Un'altra nave umanitaria, l'irlandese Rachel Corrie, che si dirigeva a Gaza per portare aiuti è stata intercettata e viene scortata da stamattina dalla flotta israeliana con la richiesta di fare rotta verso il porto di Ashdod e lì depositare il suo carico che, previo controllo, sarà poi distribuito agli assediati della striscia. Il primo ministro irlandese aveva provato nella notte ad ottenere il permesso dal governo israeliano per l'apertura di un corridoio che permettesse agli stessi membri dell'equipaggio - tra cui un premio nobel per la pace e altre influenti personalità del mondo politico internazionale - di raggiungere Gaza e consegnare gli aiuti direttamente alla popolazione, sempre tenendo ferma la necessità di attraccare prima in terra israeliana. Ma gli attivisti rifiutano (Rainews24).

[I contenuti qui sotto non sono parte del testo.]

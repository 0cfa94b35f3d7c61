//! Record Materializer: reconstructs Rust values from the flat per-leaf-column
//! `(def_level, rep_level, value)` triples a row group physically stores (spec §4.4).
//!
//! Two passes, mirroring the `amadeus-parquet` `Reader`/`RepeatedReader`/`MapReader`
//! combinator style (`other_examples/900c79af_..._list.rs`) but restructured around a
//! schema-driven walk instead of trait-object combinators, since here one pass must cover
//! every shape a derived record can name:
//!
//! 1. [`reconstruct_records`] walks the *projected* `parquet::schema::types::Type` tree
//!    (file order) and turns each leaf's independent level stream into a generic [`Value`]
//!    tree — one [`Value::Record`] per row. This stage knows nothing about the target Rust
//!    type; a column's own repetition level is always enough to place it (spec §3.2: "a
//!    column's repetition level names the deepest repeated ancestor that just repeated").
//! 2. [`ParquetField::from_value`] then walks the *target* shape (declared-field order) and
//!    pulls the matching [`Value`] node out of the `Value::Record` map by name, via the
//!    [`crate::schema::FieldPlan`] the Schema Projector already worked out — this is where
//!    narrowing casts, decimal/enum/UUID decoding, and missing-column defaults happen.

use indexmap::IndexMap;
use parquet::basic::Repetition;
use parquet::schema::types::Type;

use crate::error::{PersistError, Result};
use crate::field::ParquetField;
use crate::schema::projector::{classify_list, classify_map};

/// Raw scalar decoded straight off a physical column reader, before any target-type
/// coercion. One variant per `ColumnReader` arm the assembler also handles.
#[derive(Debug, Clone, PartialEq)]
pub enum LeafScalar {
    Bool(bool),
    I32(i32),
    I64(i64),
    F32(f32),
    F64(f64),
    /// `Arc`, not `Vec`: `reader.rs` interns identical dictionary-encoded byte strings
    /// within one row group so equal values share one allocation (spec §4.4).
    Bytes(std::sync::Arc<[u8]>),
}

/// Generic reconstruction of one row, independent of the eventual target Rust type.
/// `Record` preserves file field order via `IndexMap` so repeated projection of the same
/// file is deterministic.
#[derive(Debug, Clone, PartialEq)]
pub enum Value {
    Null,
    Bool(bool),
    I32(i32),
    I64(i64),
    F32(f32),
    F64(f64),
    Bytes(std::sync::Arc<[u8]>),
    List(Vec<Value>),
    MapEntries(Vec<(Value, Value)>),
    Record(IndexMap<String, Value>),
}

impl Value {
    pub fn as_record(&self) -> Option<&IndexMap<String, Value>> {
        match self {
            Value::Record(m) => Some(m),
            _ => None,
        }
    }
}

/// One decoded column's worth of levels and present-values, as `reader.rs` produces per
/// leaf in the projected schema's own DFS order.
#[derive(Debug, Clone)]
pub struct LeafColumnData {
    pub def_levels: Vec<i16>,
    pub rep_levels: Vec<i16>,
    /// Only the non-null entries; a value is present iff its def level reaches this
    /// column's full depth (mirrors the assembler only pushing into its typed scratch
    /// vec when `Some`).
    pub values: Vec<LeafScalar>,
}

/// One step in a leaf's path from the record root, built once per projected schema and
/// reused across every row. `Field` is pure tree placement (no presence check); `Optional`
/// is a pure presence checkpoint (no placement) — every OPTIONAL node in the physical
/// schema, named field or not, gets exactly one of these regardless of depth. `ListEnter`/
/// `MapEnter` both consume a rep level and an unconditional "has >=1 occurrence" def
/// checkpoint, per the standard Dremel rule that a repeated node is its own checkpoint
/// independent of any optional wrapper around it (spec §3.2).
#[derive(Debug, Clone)]
enum Step {
    Field(String),
    Optional,
    ListEnter,
    MapEnter { is_key: bool },
}

#[derive(Debug, Clone)]
struct LeafPath {
    steps: Vec<Step>,
    max_def: i16,
}

fn build_paths(schema: &Type) -> Vec<LeafPath> {
    let mut out = Vec::new();
    let mut prefix = Vec::new();
    walk_checked(schema, &mut prefix, &mut out);
    out
}

/// Pushes an `Optional` step (and bookkeeping) if `node` itself is independently nullable,
/// then delegates to [`walk_checked`]. "Independently" because a named record field already
/// gets its own nullability folded into the `Field` step's caller via this same function —
/// every recursive call site routes through here, so no node's optionality is ever checked
/// twice or skipped.
fn walk(node: &Type, prefix: &mut Vec<Step>, out: &mut Vec<LeafPath>) {
    if node.get_basic_info().repetition() == Repetition::OPTIONAL {
        prefix.push(Step::Optional);
        walk_checked(node, prefix, out);
        prefix.pop();
    } else {
        walk_checked(node, prefix, out);
    }
}

fn walk_checked(node: &Type, prefix: &mut Vec<Step>, out: &mut Vec<LeafPath>) {
    if let Some((element, _shape)) = classify_list(node) {
        prefix.push(Step::ListEnter);
        walk(&element, prefix, out);
        prefix.pop();
        return;
    }
    if let Some((key_node, value_node)) = classify_map(node) {
        prefix.push(Step::MapEnter { is_key: true });
        walk(&key_node, prefix, out);
        prefix.pop();
        prefix.push(Step::MapEnter { is_key: false });
        walk(&value_node, prefix, out);
        prefix.pop();
        return;
    }
    if node.is_group() {
        for child in node.get_fields() {
            prefix.push(Step::Field(child.name().to_string()));
            walk(child, prefix, out);
            prefix.pop();
        }
        return;
    }
    let max_def = prefix
        .iter()
        .filter(|s| matches!(s, Step::Optional | Step::ListEnter | Step::MapEnter { .. }))
        .count() as i16;
    out.push(LeafPath { steps: prefix.clone(), max_def });
}

type Entry = (i16, i16, Option<LeafScalar>);

fn leaf_entries(def_levels: &[i16], rep_levels: &[i16], values: &[LeafScalar], max_def: i16) -> Vec<Entry> {
    let mut cursor = 0usize;
    def_levels
        .iter()
        .zip(rep_levels.iter())
        .map(|(&def, &rep)| {
            let value = if def >= max_def {
                let v = values.get(cursor).cloned();
                cursor += 1;
                v
            } else {
                None
            };
            (def, rep, value)
        })
        .collect()
}

/// Splits a leaf's entries into groups at every boundary where `rep <= threshold` (and
/// always before the first entry) — the rule from spec §3.2/§4.4: an entry continues the
/// group open at this repeated level iff its repetition level is at or above the level
/// that would mark a new occurrence here; anything shallower closes it.
fn group_by_threshold(entries: &[Entry], threshold: i16) -> Vec<&[Entry]> {
    if entries.is_empty() {
        return Vec::new();
    }
    let mut groups = Vec::new();
    let mut start = 0;
    for i in 1..entries.len() {
        if entries[i].1 <= threshold {
            groups.push(&entries[start..i]);
            start = i;
        }
    }
    groups.push(&entries[start..]);
    groups
}

fn scalar_to_value(scalar: LeafScalar) -> Value {
    match scalar {
        LeafScalar::Bool(b) => Value::Bool(b),
        LeafScalar::I32(v) => Value::I32(v),
        LeafScalar::I64(v) => Value::I64(v),
        LeafScalar::F32(v) => Value::F32(v),
        LeafScalar::F64(v) => Value::F64(v),
        LeafScalar::Bytes(v) => Value::Bytes(v),
    }
}

fn place(node: &mut Value, steps: &[Step], entries: &[Entry], def_threshold: i16, rep_threshold: i16) {
    match steps.first() {
        None => {
            let value = entries.first().and_then(|(_, _, v)| v.clone());
            *node = value.map(scalar_to_value).unwrap_or(Value::Null);
        }
        Some(Step::Field(name)) => {
            if !matches!(node, Value::Record(_)) {
                *node = Value::Record(IndexMap::new());
            }
            let Value::Record(map) = node else { unreachable!() };
            let slot = map.entry(name.clone()).or_insert(Value::Null);
            place(slot, &steps[1..], entries, def_threshold, rep_threshold);
        }
        Some(Step::Optional) => {
            let new_threshold = def_threshold + 1;
            let def = entries.first().map(|(d, _, _)| *d).unwrap_or(def_threshold);
            if def < new_threshold {
                *node = Value::Null;
            } else {
                place(node, &steps[1..], entries, new_threshold, rep_threshold);
            }
        }
        Some(Step::ListEnter) => {
            let new_def = def_threshold + 1;
            let new_rep = rep_threshold + 1;
            let empty = entries.first().map(|(d, _, _)| *d < new_def).unwrap_or(true);
            if empty {
                *node = Value::List(Vec::new());
                return;
            }
            let groups = group_by_threshold(entries, new_rep);
            let mut list = Vec::with_capacity(groups.len());
            for group in groups {
                let mut element = Value::Null;
                place(&mut element, &steps[1..], group, new_def, new_rep);
                list.push(element);
            }
            *node = Value::List(list);
        }
        Some(Step::MapEnter { is_key }) => {
            let new_def = def_threshold + 1;
            let new_rep = rep_threshold + 1;
            if !matches!(node, Value::MapEntries(_)) {
                *node = Value::MapEntries(Vec::new());
            }
            let empty = entries.first().map(|(d, _, _)| *d < new_def).unwrap_or(true);
            if empty {
                return;
            }
            let groups = group_by_threshold(entries, new_rep);
            let Value::MapEntries(pairs) = node else { unreachable!() };
            if pairs.len() < groups.len() {
                pairs.resize(groups.len(), (Value::Null, Value::Null));
            }
            for (i, group) in groups.into_iter().enumerate() {
                let slot = if *is_key { &mut pairs[i].0 } else { &mut pairs[i].1 };
                place(slot, &steps[1..], group, new_def, new_rep);
            }
        }
    }
}

/// Turns a full row group's worth of decoded leaf columns into one [`Value::Record`] per
/// row. `columns` must be in the same order as a DFS walk of `schema` (the order
/// `reader.rs` reads columns in, which is the order the Schema Projector built them in).
pub fn reconstruct_records(schema: &Type, columns: &[LeafColumnData]) -> Result<Vec<Value>> {
    let paths = build_paths(schema);
    if paths.len() != columns.len() {
        return Err(PersistError::MalformedLevels {
            path: schema.name().to_string(),
            reason: format!("schema has {} leaves but {} columns were decoded", paths.len(), columns.len()),
        });
    }

    let mut per_leaf_records: Vec<Vec<&[Entry]>> = Vec::with_capacity(paths.len());
    let mut owned_entries: Vec<Vec<Entry>> = Vec::with_capacity(paths.len());
    for (path, col) in paths.iter().zip(columns.iter()) {
        owned_entries.push(leaf_entries(&col.def_levels, &col.rep_levels, &col.values, path.max_def));
    }
    for entries in &owned_entries {
        per_leaf_records.push(group_by_threshold(entries, 0));
    }

    let num_rows = per_leaf_records.first().map(|g| g.len()).unwrap_or(0);
    for (i, groups) in per_leaf_records.iter().enumerate() {
        if groups.len() != num_rows {
            return Err(PersistError::MalformedLevels {
                path: schema.name().to_string(),
                reason: format!("leaf {i} produced {} rows, expected {num_rows}", groups.len()),
            });
        }
    }

    let mut rows = Vec::with_capacity(num_rows);
    for r in 0..num_rows {
        let mut row = Value::Record(IndexMap::new());
        for (leaf_idx, path) in paths.iter().enumerate() {
            place(&mut row, &path.steps, per_leaf_records[leaf_idx][r], 0, 0);
        }
        rows.push(row);
    }
    Ok(rows)
}

/// Reads a target field out of a reconstructed `Value::Record`, following spec §4.4's rule
/// for a missing column: if the Schema Projector never matched one (`matched_name: None`),
/// the field materializes as `T::default_for_absent()` without consulting `value` at all.
pub fn materialize_field<T: ParquetField>(record: &Value, field: &crate::schema::ProjectedField) -> Result<T> {
    let (Some(name), Some(plan)) = (&field.matched_name, &field.plan) else {
        return T::default_for_absent();
    };
    let found = record.as_record().and_then(|m| m.get(name)).unwrap_or(&Value::Null);
    T::from_value(found, plan)
}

Non si può che sperare in un diverso epilogo.
A pochi giorni dalla tragedia della Freedom Flottilla, con la morte accertata di almeno 9 attivisti turchi - ma secondo gli attivisti italiani che hanno testimoniato l'accaduto un numero pari o maggiore di vittime sarebbe stato gettato a mare e per questo non ancora ritrovato - che ha sollevato critiche generalizzate sull'eccesso muscolare dell'intervento israeliano, persino da parte degli US, notoriamente morbidi in materia, il governo israeliano mostra di non essere disposto a transigere su nessuna violazione dell'assedio di Gaza.
Come fa notare brillantemente Moni Ovadia, tacciato seppur ebreo di antisemitismo (come molti altri esponenti del mondo intellettuale ebraico, i famosi "ebrei che non amano gli ebrei") un assedio non può in nessun modo essere considerato uno strumento difensivo in nome della sicurezza statale, un assedio come quello perpetrato ai danni della popolazione di Gaza è un atto di guerra che non può che provocare un'escalation della violenza.
A tutt'oggi non esiste un piano di pace di matrice israeliana, nè tantomeno una "road map" per l'istarurazione di uno stato palestinese: il governo di Israele continua a comportarsi come se i palestinesi, aggrediti, vessati, umiliati in ogni modo, prima o poi scompariranno assicurando la purezza razziale dello stato - continua Ovadia. Sottolineo il "come se" perché il riconoscimento di una strategia premeditata volta a questo obiettivo non potrebbe che essere considerata, alla luce delle dirittive Onu e dei parametri del diritto internazionale, come una politica espressamente mirata al genocidio del popolo palestinese.
Israele sembra non avere il coraggio, prima che la volontà, di riconoscere gli errori fin qui commessi e il graduale deterioramento della questione palestinese che, lungi dall'essere sanata, dopo 60 anni si ritrova peggiore che mai. L'idolatrazione della sicurezza nazionale come obiettivo da perseguire ad ogni costo e con ogni fine è stata indiscriminatamente usata da ogni schieramento politico per vincere le elezioni, salvo poi non produrre alcun risultato apprezzabile e ha anzi provocato un irrigidimento del fronte palestinese e il suo slittamento nelle mani del braccio armato di Hamas.
Eppure sono molti i moderati sia israeliani che palestinesi, all'interno come fuori dai confini dello stato, che chiedono una soluzione pacifica del conflitto e che si battono giorno dopo giorno per non essere risucchiati dalla violenza, dal pregiudizio, dal sospetto dell'altro. Una piccola comunità della Cisgiordania ha intrapreso da anni un percorso non violento di resistenza all'aumentare della pressione dei coloni: ad At-Twani la gente si batte con cortei e manifestazioni pacifiche per il diritto dei loro figli di andare a scuola senza essere aggrediti a sassate dai coloni ebrei che incontrano lungo il loro cammino di svariati km. I volontari italiani di Operazione Colomba li sostengono da anni con la loro costante presenza, 365 giorni all'anno.
Rifiutare persino il diritto agli aiuti umanitari, anche questo sancito dall'Onu, è un atto di deliberata soppressione dei diritti umani di una popolazione, oltreché di ogni spazio di dialogo: Israele oggi, prima che la Palestina, è ad un vicolo cieco.